* [Goal of the exercise]: Pull every line with "clone" from the entries below.

* [Available data]:
▼
#[cfg(test)]
mod tests {
    use super::*;
    use crate::task_channel::{self, TaskSender};
    use armos_hal::sim::{SimLink, SimPerception, SimRange};
    use armos_types::ArmPoint;

    struct Rig {
        exec: TaskExecutor,
        tx: TaskSender,
        link: SimLink,
        vision: SimPerception,
        range: SimRange,
    }

    /// Camera sits 15 cm behind the base, so the principal point seen at
    /// 5 cm maps to (15, 0, 5).
    fn geometry() -> ArmGeometry {
        ArmGeometry {
            camera_mount_offset_cm: ArmPoint::new(-15.0, 0.0, 0.0),
            ..ArmGeometry::default()
        }
    }

    fn rig_with(geometry: ArmGeometry) -> Rig {
        let (tx, rx) = task_channel::channel();
        let link = SimLink::new();
        let vision = SimPerception::new();
        let range = SimRange::new();
        let exec = TaskExecutor::new(
            geometry,
            Box::new(link.clone()),
            Box::new(vision.clone()),
            Box::new(range.clone()),
            rx,
        )
        .unwrap()
        .with_timings(ExecutorTimings::immediate());
        Rig {
            exec,
            tx,
            link,
            vision,
            range,
        }
    }

    /// A rig that has already homed and sits in `Idle`.
    fn rig() -> Rig {
        let mut r = rig_with(geometry());
        assert_eq!(r.exec.tick(), &Task::Idle);
        r.link.clear();
        r
    }

    fn home() -> Vec<(u8, u8)> {
        vec![(0, 90), (1, 90), (2, 90), (3, 30), (4, 150), (5, 90)]
    }

    fn pickup(target: &str) -> Command {
        Command::Pickup {
            target: target.to_string(),
        }
    }

    #[test]
    fn starts_in_stop_and_homes_to_idle() {
        let mut r = rig_with(geometry());
        assert_eq!(r.exec.task(), &Task::Stop);
        assert_eq!(r.exec.tick(), &Task::Idle);
        assert_eq!(r.link.sent(), home());
    }

    #[test]
    fn invalid_geometry_is_rejected() {
        let (_tx, rx) = task_channel::channel();
        let mut g = ArmGeometry::default();
        g.servo_count = 5;
        let result = TaskExecutor::new(
            g,
            Box::new(SimLink::new()),
            Box::new(SimPerception::new()),
            Box::new(SimRange::new()),
            rx,
        );
        assert!(matches!(result, Err(ArmError::InvalidConfig(_))));
    }

    #[test]
    fn stop_from_any_state_except_holding_homes_and_idles() {
        let states = [
            Task::Idle,
            Task::Search { target: "apple".into() },
            Task::Pickup { target: "apple".into() },
            Task::Grab { target: "apple".into() },
            Task::Lift,
            Task::Place,
            Task::Stop,
        ];
        for state in states {
            let mut r = rig();
            r.exec.task = state.clone();
            r.tx.post(Command::Stop).unwrap();
            assert_eq!(r.exec.tick(), &Task::Idle, "from {state:?}");
            assert_eq!(r.link.sent(), home(), "from {state:?}");
        }
    }

    #[test]
    fn holding_accepts_only_place() {
        let mut r = rig();
        r.exec.task = Task::IdleHolding;

        r.tx.post(pickup("cup")).unwrap();
        assert_eq!(r.exec.tick(), &Task::IdleHolding);
        r.tx.post(Command::Stop).unwrap();
        assert_eq!(r.exec.tick(), &Task::IdleHolding);
        assert!(r.link.sent().is_empty());

        r.tx.post(Command::Place { location: Some("table".into()) }).unwrap();
        // Place runs in the same cycle it is accepted and hands over to Stop.
        assert_eq!(r.exec.tick(), &Task::Stop);
        assert!(!r.link.sent().is_empty());
    }

    #[test]
    fn sweep_ping_pongs_upward_from_home() {
        let mut g = geometry();
        g.sweep = SweepRange {
            min_deg: 88.0,
            max_deg: 92.0,
            step_deg: 1.0,
        };
        let mut r = rig_with(g);
        r.exec.tick();
        r.exec.task = Task::Search { target: "apple".into() };

        let mut bases = Vec::new();
        for _ in 0..8 {
            r.link.clear();
            r.exec.tick();
            assert_eq!(r.link.sent().len(), 6);
            bases.push(r.link.last_angle(5).unwrap());
        }
        assert_eq!(bases, vec![91, 92, 91, 90, 89, 88, 89, 90]);
        assert_eq!(r.exec.task(), &Task::Search { target: "apple".into() });
    }

    #[test]
    fn search_holds_search_pose_on_other_joints() {
        let mut r = rig();
        r.exec.task = Task::Search { target: "apple".into() };
        r.exec.tick();
        let sent = r.link.sent();
        assert_eq!(&sent[..5], &[(0, 90), (1, 90), (2, 90), (3, 90), (4, 90)]);
        // 90 + 0.5 truncates to 90.
        assert_eq!(sent[5], (5, 90));
        assert_eq!(r.exec.sweep().angle(), 90.5);
    }

    #[test]
    fn search_finds_target_and_switches_to_pickup() {
        let mut r = rig();
        r.exec.task = Task::Search { target: "apple".into() };
        r.vision.push_object("Apple", 320.0, 240.0, 0.9);
        assert_eq!(r.exec.tick(), &Task::Pickup { target: "apple".into() });
    }

    #[test]
    fn new_command_resets_sweep() {
        let mut r = rig();
        r.exec.task = Task::Search { target: "apple".into() };
        for _ in 0..5 {
            r.exec.tick();
        }
        assert_eq!(r.exec.sweep().angle(), 92.5);

        r.tx.post(pickup("cup")).unwrap();
        r.exec.tick();
        assert_eq!(r.exec.sweep(), Sweep::new(90.0, 0.5));
    }

    #[test]
    fn only_one_message_per_cycle() {
        let mut r = rig();
        r.range.push(20.0);
        r.tx.post(pickup("apple")).unwrap();
        r.tx.post(pickup("cup")).unwrap();
        // No detection: the first command moves to Search for "apple".
        assert_eq!(r.exec.tick(), &Task::Search { target: "apple".into() });
        r.link.clear();
        assert_eq!(r.exec.tick(), &Task::Search { target: "cup".into() });
    }

    #[test]
    fn faulted_range_during_pickup_sends_nothing() {
        let mut r = rig();
        r.exec.task = Task::Pickup { target: "apple".into() };
        r.vision.push_object("apple", 320.0, 240.0, 0.9);
        r.range.push(-1.0);
        assert_eq!(r.exec.tick(), &Task::Pickup { target: "apple".into() });
        assert!(r.link.sent().is_empty());
    }

    #[test]
    fn perception_error_skips_pickup_cycle() {
        let mut r = rig();
        r.exec.task = Task::Pickup { target: "apple".into() };
        r.vision.push_error(ArmError::SensorFault("camera unplugged".into()));
        r.range.push(10.0);
        assert_eq!(r.exec.tick(), &Task::Pickup { target: "apple".into() });
        assert!(r.link.sent().is_empty());
    }

    #[test]
    fn lost_target_goes_back_to_search() {
        let mut r = rig();
        r.exec.task = Task::Pickup { target: "apple".into() };
        r.vision.push_object("cup", 320.0, 240.0, 0.9);
        r.range.push(10.0);
        assert_eq!(r.exec.tick(), &Task::Search { target: "apple".into() });
        assert!(r.link.sent().is_empty());
    }

    #[test]
    fn unreachable_approach_is_skipped() {
        let mut r = rig();
        r.exec.task = Task::Pickup { target: "apple".into() };
        r.vision.push_object("apple", 320.0, 240.0, 0.9);
        r.range.push(40.0);
        assert_eq!(r.exec.tick(), &Task::Pickup { target: "apple".into() });
        assert!(r.link.sent().is_empty());
    }

    #[test]
    fn approach_moves_arm_without_grabbing_when_far() {
        let mut r = rig();
        r.exec.task = Task::Pickup { target: "apple".into() };
        r.vision.push_object("apple", 320.0, 240.0, 0.9);
        r.range.push(12.0);
        assert_eq!(r.exec.tick(), &Task::Pickup { target: "apple".into() });
        let sent = r.link.sent();
        assert_eq!(sent.len(), 6);
        assert_eq!(sent[0], (5, 0));
        assert_eq!(r.link.last_angle(0), Some(90));
    }

    #[test]
    fn full_pick_and_place_cycle() {
        let mut r = rig();
        r.range.push(5.0);
        r.vision.push_object("apple", 320.0, 240.0, 0.9);
        r.tx.post(pickup("apple")).unwrap();

        // Approach (15, 0, 5) and grab: base 0, shoulder 19, elbow 104.
        assert_eq!(r.exec.tick(), &Task::Grab { target: "apple".into() });
        assert_eq!(
            r.link.sent(),
            vec![(5, 0), (4, 19), (3, 104), (2, 90), (1, 90), (0, 90)]
        );

        r.link.clear();
        assert_eq!(r.exec.tick(), &Task::Lift);
        assert_eq!(r.link.sent(), vec![(0, 30)]);

        r.link.clear();
        assert_eq!(r.exec.tick(), &Task::IdleHolding);
        assert_eq!(r.link.sent(), vec![(4, 150), (3, 30), (2, 90)]);

        r.link.clear();
        r.tx.post(Command::Place { location: None }).unwrap();
        assert_eq!(r.exec.tick(), &Task::Stop);
        assert_eq!(
            r.link.sent(),
            vec![(5, 0), (4, 19), (3, 104), (2, 90), (0, 30), (0, 90)]
        );

        r.link.clear();
        assert_eq!(r.exec.tick(), &Task::Idle);
        assert_eq!(r.link.sent(), home());
    }

    #[test]
    fn hard_link_failure_forces_stop() {
        let mut r = rig();
        r.exec.task = Task::Grab { target: "apple".into() };
        r.link.fail_with(Some(ArmError::Io("cable".into())));
        assert_eq!(r.exec.tick(), &Task::Stop);
        // Homing keeps failing, so the executor stays in Stop and retries.
        assert_eq!(r.exec.tick(), &Task::Stop);
        r.link.fail_with(None);
        assert_eq!(r.exec.tick(), &Task::Idle);
    }

    #[test]
    fn soft_link_failure_does_not_abort_the_cycle() {
        let mut r = rig();
        r.exec.task = Task::Grab { target: "apple".into() };
        r.link.fail_with(Some(ArmError::ProtocolMismatch {
            expected: "Executing: Servo 0".into(),
            received: "<timeout>".into(),
        }));
        assert_eq!(r.exec.tick(), &Task::Lift);
    }

    #[test]
    fn unreachable_place_point_forces_stop() {
        let mut g = geometry();
        g.place_target_cm = ArmPoint::new(100.0, 0.0, 0.0);
        let mut r = rig_with(g);
        r.exec.tick();
        r.link.clear();
        r.exec.task = Task::Place;
        assert_eq!(r.exec.tick(), &Task::Stop);
        assert!(r.link.sent().is_empty());
        assert_eq!(r.exec.tick(), &Task::Idle);
    }

    #[test]
    fn shutdown_homes_then_closes_link() {
        let mut r = rig();
        r.exec.task = Task::Search { target: "apple".into() };
        r.exec.shutdown();
        assert_eq!(r.link.sent(), home());
        assert!(r.link.is_closed());
        assert_eq!(r.exec.task(), &Task::Idle);
    }

    #[test]
    fn sweep_bounces_at_both_limits() {
        let range = SweepRange {
            min_deg: 0.0,
            max_deg: 1.0,
            step_deg: 0.5,
        };
        let mut sweep = Sweep::new(0.5, 0.5);
        let seq: Vec<f64> = (0..6).map(|_| sweep.advance(&range)).collect();
        assert_eq!(seq, vec![1.0, 0.5, 0.0, 0.5, 1.0, 0.5]);
    }
}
▲
* [Task output]:
            Box::new(link.clone()),
            Box::new(vision.clone()),
            Box::new(range.clone()),
            r.exec.task = state.clone();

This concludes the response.